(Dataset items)
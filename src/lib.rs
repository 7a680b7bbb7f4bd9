//! crew-planner core
//!
//! Plans multi-day field work for mobile crews: filters work locations,
//! places home bases, assigns and orders stops, simulates working days with
//! hotel-or-home decisions, prices the result and searches for the cheapest
//! fleet size.

pub mod assign;
pub mod catalog;
pub mod config;
pub mod cost;
pub mod error;
pub mod filter;
pub mod haversine;
pub mod home_base;
pub mod model;
pub mod polyline;
pub mod route;
pub mod schedule;
pub mod solver;
pub mod traits;

pub use catalog::CandidateBaseCatalog;
pub use config::{FilterMode, HomeBaseMode, PlannerConfig, Profile, TeamPin};
pub use error::{PlannerError, Result};
pub use filter::{ColumnMapping, Record, RecordTable};
pub use model::{CandidateBase, Location, RouteSegment, Team, TeamRoute};
pub use solver::{plan, plan_table, solve, CancelFlag, CandidateOutcome, PlannerResult};
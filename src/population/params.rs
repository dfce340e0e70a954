//! Parameter types of population connectors.

use std::fmt;
use std::str::FromStr;

use rand::Rng;

use crate::dist::{ConnectionProba, DType, Param, SegDist, SynCount};
use crate::error::{ModelResult, TypeMismatch, ValidationError};
use crate::wrappers::ConnSource;

/// How sources are paired with target cells.
#[derive(Debug, Clone, Copy, PartialEq, Eq, Default)]
pub enum Rule {
    /// Every source to every target cell.
    #[default]
    All,
    /// Source `i` to target cell `i`.
    One,
}

impl FromStr for Rule {
    type Err = TypeMismatch;

    fn from_str(s: &str) -> Result<Self, Self::Err> {
        match s {
            "all" => Ok(Self::All),
            "one" => Ok(Self::One),
            other => Err(TypeMismatch::InvalidRule {
                provided: other.to_string(),
            }),
        }
    }
}

impl fmt::Display for Rule {
    fn fmt(&self, f: &mut fmt::Formatter<'_>) -> fmt::Result {
        match self {
            Self::All => f.write_str("all"),
            Self::One => f.write_str("one"),
        }
    }
}

/// Connection-level parameters of one [`Connector`](super::Connector).
#[derive(Debug, Clone, PartialEq, Default)]
pub struct ConnParams {
    /// Pairing rule.
    pub rule: Rule,
    /// Gate deciding whether a (source, target cell) pair is connected.
    pub cell_connection_proba: ConnectionProba,
    /// Choice of target segments within a connected cell.
    pub seg_dist: SegDist,
    /// Synapses made per connected pair.
    pub syn_num_per_cell_source: SynCount,
}

impl ConnParams {
    /// All-to-all, always connected, one uniformly chosen segment.
    #[must_use]
    pub fn new() -> Self {
        Self::default()
    }

    /// Sets the pairing rule.
    #[must_use]
    pub fn rule(mut self, rule: Rule) -> Self {
        self.rule = rule;
        self
    }

    /// Sets the connection gate.
    #[must_use]
    pub fn cell_connection_proba(mut self, proba: impl Into<ConnectionProba>) -> Self {
        self.cell_connection_proba = proba.into();
        self
    }

    /// Sets the segment choice.
    #[must_use]
    pub fn seg_dist(mut self, seg_dist: SegDist) -> Self {
        self.seg_dist = seg_dist;
        self
    }

    /// Sets the number of synapses per connected pair.
    #[must_use]
    pub fn syn_num_per_cell_source(mut self, count: impl Into<SynCount>) -> Self {
        self.syn_num_per_cell_source = count.into();
        self
    }
}

/// One connection made for every synapse of an adder.
#[derive(Debug, Clone)]
pub struct NetconParams {
    pub(crate) weight: Param,
    pub(crate) delay: Param,
    pub(crate) threshold: Param,
    pub(crate) custom_source: Option<ConnSource>,
}

impl Default for NetconParams {
    fn default() -> Self {
        Self {
            weight: Param::Fixed(1.0),
            delay: Param::Fixed(1.0),
            threshold: Param::Fixed(10.0),
            custom_source: None,
        }
    }
}

impl NetconParams {
    /// Weight 1, delay 1 ms, threshold 10 mV, connector's source.
    #[must_use]
    pub fn new() -> Self {
        Self::default()
    }

    /// Connection weight.
    #[must_use]
    pub fn weight(mut self, weight: impl Into<Param>) -> Self {
        self.weight = weight.into();
        self
    }

    /// Delay in ms.
    #[must_use]
    pub fn delay(mut self, delay: impl Into<Param>) -> Self {
        self.delay = delay.into();
        self
    }

    /// Source threshold in mV.
    #[must_use]
    pub fn threshold(mut self, threshold: impl Into<Param>) -> Self {
        self.threshold = threshold.into();
        self
    }

    /// Uses `source` instead of the connector's source, eg. `ConnSource::None`
    /// for a connection driven only by injected events.
    #[must_use]
    pub fn custom_source(mut self, source: impl Into<ConnSource>) -> Self {
        self.custom_source = Some(source.into());
        self
    }
}

/// Segment counts of a spine put between target and synapse.
///
/// Distributions are drawn as integers, once for each spine made.
#[derive(Debug, Clone, Copy, PartialEq)]
pub struct SpineParams {
    /// Segments of the head.
    pub head_nseg: Param,
    /// Segments of the neck.
    pub neck_nseg: Param,
}

impl Default for SpineParams {
    fn default() -> Self {
        Self::new(2, 2)
    }
}

fn integer(param: Param) -> Param {
    match param {
        Param::Dist(d) => Param::Dist(d.with_dtype(DType::Int)),
        fixed @ Param::Fixed(_) => fixed,
    }
}

fn resolve_nseg<R: Rng + ?Sized>(field: &str, param: &Param, rng: &mut R) -> ModelResult<usize> {
    let value = param.resolve(rng)?.round();
    if !(value.is_finite() && value >= 1.0) {
        return Err(ValidationError::OutOfRange {
            field: field.to_string(),
            value,
            min: 1.0,
            max: f64::MAX,
        }
        .into());
    }
    #[allow(clippy::cast_possible_truncation, clippy::cast_sign_loss)]
    let count = value as usize;
    Ok(count)
}

impl SpineParams {
    /// Head and neck segment counts, literal or drawn.
    #[must_use]
    pub fn new(head_nseg: impl Into<Param>, neck_nseg: impl Into<Param>) -> Self {
        Self {
            head_nseg: integer(head_nseg.into()),
            neck_nseg: integer(neck_nseg.into()),
        }
    }

    /// Draws the `(head, neck)` segment counts of one spine. Both must
    /// round to at least 1.
    pub fn resolve<R: Rng + ?Sized>(&self, rng: &mut R) -> ModelResult<(usize, usize)> {
        Ok((
            resolve_nseg("head_nseg", &self.head_nseg, rng)?,
            resolve_nseg("neck_nseg", &self.neck_nseg, rng)?,
        ))
    }
}

/// A point process mechanism placed on every chosen target, with its
/// connections.
///
/// An adder without any [`add_netcon`](Self::add_netcon) call makes one
/// connection with [`NetconParams::default`].
#[derive(Debug, Clone)]
pub struct SynAdder {
    pub(crate) mod_name: String,
    pub(crate) netcons: Vec<NetconParams>,
    pub(crate) spine: Option<SpineParams>,
    pub(crate) params: Vec<(String, f64)>,
}

impl SynAdder {
    /// Adder for mechanism `mod_name`.
    #[must_use]
    pub fn new(mod_name: impl Into<String>) -> Self {
        Self {
            mod_name: mod_name.into(),
            netcons: Vec::new(),
            spine: None,
            params: Vec::new(),
        }
    }

    /// Adds a connection to every synapse.
    #[must_use]
    pub fn add_netcon(mut self, params: NetconParams) -> Self {
        self.netcons.push(params);
        self
    }

    /// Puts every synapse on the head of a new spine with the given segment
    /// counts.
    #[must_use]
    pub fn spine_params(mut self, head_nseg: impl Into<Param>, neck_nseg: impl Into<Param>) -> Self {
        self.spine = Some(SpineParams::new(head_nseg, neck_nseg));
        self
    }

    /// Sets a RANGE parameter of every point process.
    #[must_use]
    pub fn add_point_process_params(mut self, name: impl Into<String>, value: f64) -> Self {
        self.params.push((name.into(), value));
        self
    }

    pub(crate) fn netcon_params(&self) -> Vec<NetconParams> {
        if self.netcons.is_empty() {
            vec![NetconParams::default()]
        } else {
            self.netcons.clone()
        }
    }
}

> [YOUR ASSIGNMENT]:
Write out the records exactly, starting at the first line and stopping after the line that contains "Connection-level parameters of".

> [SOLUTION TO THE PROBLEM]:
filename src/lib.rs
repository 7a680b7bbb7f4bd9
//! crew-planner core
//!
//! Plans multi-day field work for mobile crews: filters work locations,
//! places home bases, assigns and orders stops, simulates working days with
//! hotel-or-home decisions, prices the result and searches for the cheapest
//! fleet size.

pub mod assign;
pub mod catalog;
pub mod config;
pub mod cost;
pub mod error;
pub mod filter;
pub mod haversine;
pub mod home_base;
pub mod model;
pub mod polyline;
pub mod route;
pub mod schedule;
pub mod solver;
pub mod traits;

pub use catalog::CandidateBaseCatalog;
pub use config::{FilterMode, HomeBaseMode, PlannerConfig, Profile, TeamPin};
pub use error::{PlannerError, Result};
pub use filter::{ColumnMapping, Record, RecordTable};
pub use model::{CandidateBase, Location, RouteSegment, Team, TeamRoute};
pub use solver::{plan, plan_table, solve, CancelFlag, CandidateOutcome, PlannerResult};
filename src/population/params.rs
repository dfce340e0e70a954
//! Parameter types of population connectors.

use std::fmt;
use std::str::FromStr;

use rand::Rng;

use crate::dist::{ConnectionProba, DType, Param, SegDist, SynCount};
use crate::error::{ModelResult, TypeMismatch, ValidationError};
use crate::wrappers::ConnSource;

/// How sources are paired with target cells.
#[derive(Debug, Clone, Copy, PartialEq, Eq, Default)]
pub enum Rule {
    /// Every source to every target cell.
    #[default]
    All,
    /// Source `i` to target cell `i`.
    One,
}

impl FromStr for Rule {
    type Err = TypeMismatch;

    fn from_str(s: &str) -> Result<Self, Self::Err> {
        match s {
            "all" => Ok(Self::All),
            "one" => Ok(Self::One),
            other => Err(TypeMismatch::InvalidRule {
                provided: other.to_string(),
            }),
        }
    }
}

impl fmt::Display for Rule {
    fn fmt(&self, f: &mut fmt::Formatter<'_>) -> fmt::Result {
        match self {
            Self::All => f.write_str("all"),
            Self::One => f.write_str("one"),
        }
    }
}

/// Connection-level parameters of one [`Connector`](super::Connector).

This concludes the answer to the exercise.